Amyloid beta (Aβ) is the main component of the amyloid plaques that accumulate in the brains of Alzheimer patients. The present study was conducted to investigate whether the combined treatment with selenium (Se) and zinc (Zn) offers more beneficial effects than that provided by either of them alone in reversing Aβ-induced neurotoxicity in PC12 cells. Cells were pretreated with 0.1 μmol/L of Se and Zn for 4 h, after treated with 10 mmol/L Aβ for 24 h. Cells were divided into control and five treated groups, and received either 10 mmol/L Aβ10 mmol/L Aβ + 0.1 μmol/L Se, 10 mmol/L Aβ + 0.1 μmol/L Zn, 10 mmol/LAβ + 0.1 μmol/L Se + 0.1 μmol/L Zn, or 0.1 μmol/L Se + 0.1 μmol/L Zn. The result showed that cell viability was decreased in MTT metabolic rate; LDH release and MDA, HO, and NO levels were increased and the GSK-3β and phosphorylated tau protein level were increased in Aβ-treated group (P < 0.05 or P < 0.01), which whole changes were attenuated by Se and Zn and Se combined Zn. In order to evaluate whether the Se and Zn have an effect on processing pathway of amyloid precursor protein (APP), we examined the activity of γ-secretase in primary cultured cortical neuron cells. ELISA analysis showed that Se and Zn could inhibit the activity of γ-secretase. Then we also investigated the effect of Se and Zn on the Aβ concentration and APP-N-terminal fragment expression from APP695 stably transfected Chinese hamster ovary (CHO) cells. APP695 stably transfected CHO cells were treated with 0.1 μmol/L Se and Zn; cells were divided into control and four treated groups, which received either 0.5 M DAPT, 0.1 μmol/L Se, 0.1 μmol/L Zn, or 0.1 μmol/L Se + 0.1 μmol/L Zn. Se and Zn could decrease Aβ production and increase the APP-N-terminal fragment protein expression. These experiments indicate that Se and Zn have a protective effect on AD pathology that a possible mechanism is inhibiting the activity of γ-secretase to decreasing Aβ production further influencing the APP processing. Altogether, our findings may provide a novel therapeutic target to treat AD sufferers.

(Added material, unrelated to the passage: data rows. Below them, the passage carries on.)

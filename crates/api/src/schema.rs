//! Typed attribute schema for the maintenance-window resource
//!
//! Mirrors the flat configuration shape field by field so the host can
//! mark which attributes users must author, may author, and can only read.

/// How the host must treat an attribute
#[derive(Debug, Clone, Copy, PartialEq, Eq)]
pub enum AttributeMode {
    /// Must be authored
    Required,
    /// May be authored; which optionals are actually required is decided by
    /// the strategy validator, not the schema
    Optional,
    /// Written only by the monitoring system, never authored
    Computed,
}

/// One attribute of the maintenance-window resource
#[derive(Debug, Clone, Copy, PartialEq, Eq)]
pub struct AttributeSchema {
    pub name: &'static str,
    pub mode: AttributeMode,
    pub description: &'static str,
}

/// Attribute table of the maintenance-window resource, in configuration
/// field order
pub const MAINTENANCE_WINDOW_SCHEMA: &[AttributeSchema] = &[
    AttributeSchema {
        name: "id",
        mode: AttributeMode::Computed,
        description: "Identifier assigned by the monitoring system",
    },
    AttributeSchema {
        name: "title",
        mode: AttributeMode::Required,
        description: "Human-readable window title",
    },
    AttributeSchema {
        name: "description",
        mode: AttributeMode::Optional,
        description: "Free-form description",
    },
    AttributeSchema {
        name: "strategy",
        mode: AttributeMode::Required,
        description: "Recurrence strategy discriminator",
    },
    AttributeSchema {
        name: "active",
        mode: AttributeMode::Optional,
        description: "Whether the window suppresses alerts at all",
    },
    AttributeSchema {
        name: "start_date",
        mode: AttributeMode::Optional,
        description: "RFC3339 start of a single window",
    },
    AttributeSchema {
        name: "end_date",
        mode: AttributeMode::Optional,
        description: "RFC3339 end of a single window",
    },
    AttributeSchema {
        name: "interval_days",
        mode: AttributeMode::Optional,
        description: "Repeat interval in days",
    },
    AttributeSchema {
        name: "weekdays",
        mode: AttributeMode::Optional,
        description: "Weekday numbers, 1 = Monday through 7 = Sunday",
    },
    AttributeSchema {
        name: "days_of_month",
        mode: AttributeMode::Optional,
        description: "Day numbers or lastDay<n> sentinels",
    },
    AttributeSchema {
        name: "start_time",
        mode: AttributeMode::Optional,
        description: "Daily start time of recurring occurrences",
    },
    AttributeSchema {
        name: "end_time",
        mode: AttributeMode::Optional,
        description: "Daily end time of recurring occurrences",
    },
    AttributeSchema {
        name: "cron",
        mode: AttributeMode::Optional,
        description: "Cron expression driving occurrences",
    },
    AttributeSchema {
        name: "duration_minutes",
        mode: AttributeMode::Optional,
        description: "Occurrence length for cron-driven windows",
    },
    AttributeSchema {
        name: "timezone_option",
        mode: AttributeMode::Optional,
        description: "Timezone the schedule is authored in",
    },
    AttributeSchema {
        name: "status",
        mode: AttributeMode::Computed,
        description: "Scheduling state computed by the monitoring system",
    },
    AttributeSchema {
        name: "timezone",
        mode: AttributeMode::Computed,
        description: "Resolved timezone name",
    },
    AttributeSchema {
        name: "timezone_offset",
        mode: AttributeMode::Computed,
        description: "Offset of the resolved timezone",
    },
    AttributeSchema {
        name: "timeslots",
        mode: AttributeMode::Computed,
        description: "Ordered list of computed occurrences",
    },
];

/// Look up one attribute by name
pub fn attribute(name: &str) -> Option<&'static AttributeSchema> {
    MAINTENANCE_WINDOW_SCHEMA.iter().find(|attr| attr.name == name)
}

β淀粉样蛋白(Aβ)是阿尔茨海默病患者大脑中积累的淀粉样斑块的主要成分。本研究旨在探讨硒(Se)和锌(Zn)联合治疗是否比单独使用任何一种治疗方法更能有效逆转 PC12 细胞中 Aβ诱导的神经毒性。细胞先用 0.1μmol/L 的 Se 和 Zn 预处理 4 小时,然后用 10mmol/L 的 Aβ处理 24 小时。细胞分为对照组和 5 个处理组,分别接受 10mmol/L Aβ、10mmol/L Aβ+0.1μmol/L Se、10mmol/L Aβ+0.1μmol/L Zn、10mmol/L Aβ+0.1μmol/L Se+0.1μmol/L Zn 或 0.1μmol/L Se+0.1μmol/L Zn。结果显示,MTT 代谢率降低,细胞活力下降;LDH 释放和 MDA、HO 和 NO 水平升高,GSK-3β 和磷酸化 tau 蛋白水平升高(P<0.05 或 P<0.01),而 Se 和 Zn 以及 Se 联合 Zn 则减弱了这些变化。为了评估 Se 和 Zn 是否对淀粉样前体蛋白(APP)的加工途径有影响,我们在原代培养的皮质神经元细胞中检测了γ-分泌酶的活性。ELISA 分析表明,Se 和 Zn 可以抑制 γ-分泌酶的活性。然后,我们还研究了 Se 和 Zn 对 APP695 稳定转染中国仓鼠卵巢(CHO)细胞中 Aβ浓度和 APP-N 端片段表达的影响。用 0.1μmol/L Se 和 Zn 处理 APP695 稳定转染的 CHO 细胞;细胞分为对照组和 4 个处理组,分别接受 0.5M DAPT、0.1μmol/L Se、0.1μmol/L Zn 或 0.1μmol/L Se+0.1μmol/L Zn。Se 和 Zn 可以降低 Aβ 的产生,增加 APP-N 端片段蛋白的表达。这些实验表明,Se 和 Zn 对 AD 病理具有保护作用,其可能的机制是抑制γ-分泌酶的活性,从而减少 Aβ 的产生,进一步影响 APP 的加工。总之,我们的发现为治疗 AD 患者提供了一个新的治疗靶点。